DATA SUPPLIED:

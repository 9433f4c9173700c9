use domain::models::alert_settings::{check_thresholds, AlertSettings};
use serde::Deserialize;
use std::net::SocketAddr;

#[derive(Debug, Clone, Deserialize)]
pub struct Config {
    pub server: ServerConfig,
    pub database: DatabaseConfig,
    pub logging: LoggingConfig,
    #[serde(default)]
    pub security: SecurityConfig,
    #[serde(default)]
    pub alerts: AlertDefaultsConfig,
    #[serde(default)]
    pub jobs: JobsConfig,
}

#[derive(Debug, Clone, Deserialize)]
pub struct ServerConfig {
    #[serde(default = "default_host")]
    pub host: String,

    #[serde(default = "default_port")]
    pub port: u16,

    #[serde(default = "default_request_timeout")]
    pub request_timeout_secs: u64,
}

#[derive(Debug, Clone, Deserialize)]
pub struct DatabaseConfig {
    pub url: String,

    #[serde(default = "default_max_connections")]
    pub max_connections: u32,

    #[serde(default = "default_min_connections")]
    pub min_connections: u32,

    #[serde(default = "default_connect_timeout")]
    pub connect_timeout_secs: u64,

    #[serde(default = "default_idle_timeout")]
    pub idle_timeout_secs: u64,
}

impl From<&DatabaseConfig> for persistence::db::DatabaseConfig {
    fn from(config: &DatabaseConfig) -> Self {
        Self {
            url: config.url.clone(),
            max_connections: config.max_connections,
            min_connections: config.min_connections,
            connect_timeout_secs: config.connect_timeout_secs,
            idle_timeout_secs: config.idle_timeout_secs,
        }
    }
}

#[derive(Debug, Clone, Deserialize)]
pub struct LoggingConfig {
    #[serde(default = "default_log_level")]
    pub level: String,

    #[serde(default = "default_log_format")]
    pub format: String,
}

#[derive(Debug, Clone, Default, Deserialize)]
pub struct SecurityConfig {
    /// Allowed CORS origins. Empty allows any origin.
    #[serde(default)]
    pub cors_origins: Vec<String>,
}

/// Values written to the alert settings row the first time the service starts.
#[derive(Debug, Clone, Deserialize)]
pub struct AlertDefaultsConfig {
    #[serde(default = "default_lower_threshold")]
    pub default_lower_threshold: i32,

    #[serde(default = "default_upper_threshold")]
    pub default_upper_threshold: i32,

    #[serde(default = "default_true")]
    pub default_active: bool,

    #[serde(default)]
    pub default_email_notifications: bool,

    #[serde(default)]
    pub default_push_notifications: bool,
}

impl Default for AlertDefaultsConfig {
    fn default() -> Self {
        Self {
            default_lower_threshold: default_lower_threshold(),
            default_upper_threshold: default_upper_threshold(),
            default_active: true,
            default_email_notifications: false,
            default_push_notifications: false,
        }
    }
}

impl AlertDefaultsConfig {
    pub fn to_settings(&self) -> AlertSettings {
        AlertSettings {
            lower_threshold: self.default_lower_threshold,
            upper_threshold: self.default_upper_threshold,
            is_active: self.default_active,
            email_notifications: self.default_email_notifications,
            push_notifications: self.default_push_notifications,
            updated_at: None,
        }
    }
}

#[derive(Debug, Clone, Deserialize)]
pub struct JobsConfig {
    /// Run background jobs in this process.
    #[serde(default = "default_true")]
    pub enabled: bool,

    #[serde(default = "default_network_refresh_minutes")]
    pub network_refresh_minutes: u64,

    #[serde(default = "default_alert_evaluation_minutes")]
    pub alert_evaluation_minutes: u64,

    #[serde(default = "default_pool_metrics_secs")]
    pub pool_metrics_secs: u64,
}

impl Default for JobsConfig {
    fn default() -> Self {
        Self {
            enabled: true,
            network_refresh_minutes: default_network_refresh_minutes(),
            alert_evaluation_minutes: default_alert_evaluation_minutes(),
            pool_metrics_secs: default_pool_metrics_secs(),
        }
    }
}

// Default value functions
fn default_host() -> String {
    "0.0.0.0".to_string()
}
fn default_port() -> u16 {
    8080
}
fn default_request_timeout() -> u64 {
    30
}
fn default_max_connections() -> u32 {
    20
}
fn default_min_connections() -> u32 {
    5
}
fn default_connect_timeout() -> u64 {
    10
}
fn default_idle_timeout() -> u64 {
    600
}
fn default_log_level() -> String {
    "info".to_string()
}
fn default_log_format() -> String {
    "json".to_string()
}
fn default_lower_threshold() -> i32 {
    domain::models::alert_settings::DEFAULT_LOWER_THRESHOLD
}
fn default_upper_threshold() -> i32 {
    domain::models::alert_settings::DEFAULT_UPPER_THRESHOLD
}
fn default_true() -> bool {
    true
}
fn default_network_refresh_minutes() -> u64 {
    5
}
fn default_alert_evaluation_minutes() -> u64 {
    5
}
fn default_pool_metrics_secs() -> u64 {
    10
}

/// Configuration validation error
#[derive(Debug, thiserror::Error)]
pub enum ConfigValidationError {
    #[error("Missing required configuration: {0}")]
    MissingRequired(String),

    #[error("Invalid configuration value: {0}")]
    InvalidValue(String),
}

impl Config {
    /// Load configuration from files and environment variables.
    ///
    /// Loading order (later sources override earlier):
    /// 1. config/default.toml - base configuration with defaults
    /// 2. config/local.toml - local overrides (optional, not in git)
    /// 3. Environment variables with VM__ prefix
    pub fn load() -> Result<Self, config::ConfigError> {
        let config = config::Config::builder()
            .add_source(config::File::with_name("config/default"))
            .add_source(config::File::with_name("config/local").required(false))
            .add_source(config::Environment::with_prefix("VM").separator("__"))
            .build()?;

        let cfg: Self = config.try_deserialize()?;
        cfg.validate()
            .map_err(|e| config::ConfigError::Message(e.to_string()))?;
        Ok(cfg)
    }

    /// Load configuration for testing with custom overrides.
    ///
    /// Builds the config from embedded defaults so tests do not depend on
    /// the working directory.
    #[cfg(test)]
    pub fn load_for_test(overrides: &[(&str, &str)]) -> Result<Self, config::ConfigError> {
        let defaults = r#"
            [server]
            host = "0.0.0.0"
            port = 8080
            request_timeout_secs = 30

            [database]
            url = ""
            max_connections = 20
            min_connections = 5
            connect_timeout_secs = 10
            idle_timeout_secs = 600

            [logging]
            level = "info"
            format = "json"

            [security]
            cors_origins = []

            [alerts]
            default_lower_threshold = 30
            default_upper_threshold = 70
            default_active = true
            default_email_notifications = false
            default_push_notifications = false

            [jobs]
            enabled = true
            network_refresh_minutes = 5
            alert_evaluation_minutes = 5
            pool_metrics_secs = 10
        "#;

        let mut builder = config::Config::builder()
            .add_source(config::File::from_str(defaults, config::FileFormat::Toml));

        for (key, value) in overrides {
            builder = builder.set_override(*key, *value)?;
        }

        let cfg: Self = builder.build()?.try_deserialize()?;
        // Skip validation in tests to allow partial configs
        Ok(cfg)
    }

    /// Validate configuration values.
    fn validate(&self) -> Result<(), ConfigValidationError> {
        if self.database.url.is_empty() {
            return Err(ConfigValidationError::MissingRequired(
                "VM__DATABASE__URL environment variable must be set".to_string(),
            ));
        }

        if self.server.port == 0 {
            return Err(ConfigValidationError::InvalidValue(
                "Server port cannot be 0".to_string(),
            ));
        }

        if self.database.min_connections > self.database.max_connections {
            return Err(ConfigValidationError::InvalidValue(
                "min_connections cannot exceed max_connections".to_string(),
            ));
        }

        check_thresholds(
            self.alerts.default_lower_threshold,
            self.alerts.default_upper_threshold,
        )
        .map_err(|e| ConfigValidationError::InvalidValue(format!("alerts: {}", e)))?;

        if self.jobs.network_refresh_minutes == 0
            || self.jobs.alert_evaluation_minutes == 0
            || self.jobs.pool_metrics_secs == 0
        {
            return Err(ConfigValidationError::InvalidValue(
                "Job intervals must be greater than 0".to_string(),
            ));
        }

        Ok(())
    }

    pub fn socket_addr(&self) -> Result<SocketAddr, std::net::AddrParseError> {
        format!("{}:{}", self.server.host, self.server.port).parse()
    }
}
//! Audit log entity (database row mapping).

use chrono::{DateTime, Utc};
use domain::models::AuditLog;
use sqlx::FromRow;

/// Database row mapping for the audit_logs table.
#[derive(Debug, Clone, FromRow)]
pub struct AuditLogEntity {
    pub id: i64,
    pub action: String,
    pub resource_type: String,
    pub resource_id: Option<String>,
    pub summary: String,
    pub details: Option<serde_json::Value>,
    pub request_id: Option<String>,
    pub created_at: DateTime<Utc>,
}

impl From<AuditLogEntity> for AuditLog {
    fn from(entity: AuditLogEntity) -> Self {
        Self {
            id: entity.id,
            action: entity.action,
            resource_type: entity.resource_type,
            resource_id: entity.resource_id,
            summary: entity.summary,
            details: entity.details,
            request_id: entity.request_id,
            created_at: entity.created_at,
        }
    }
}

TASK REQUIREMENTS:
Within the material above, output exactly the lines from the one with "fn default_host() ->" through the one with "fn default_log_level() ->", end lines included, and nothing besides.

TASK RESULT:
fn default_host() -> String {
    "0.0.0.0".to_string()
}
fn default_port() -> u16 {
    8080
}
fn default_request_timeout() -> u64 {
    30
}
fn default_max_connections() -> u32 {
    20
}
fn default_min_connections() -> u32 {
    5
}
fn default_connect_timeout() -> u64 {
    10
}
fn default_idle_timeout() -> u64 {
    600
}
fn default_log_level() -> String {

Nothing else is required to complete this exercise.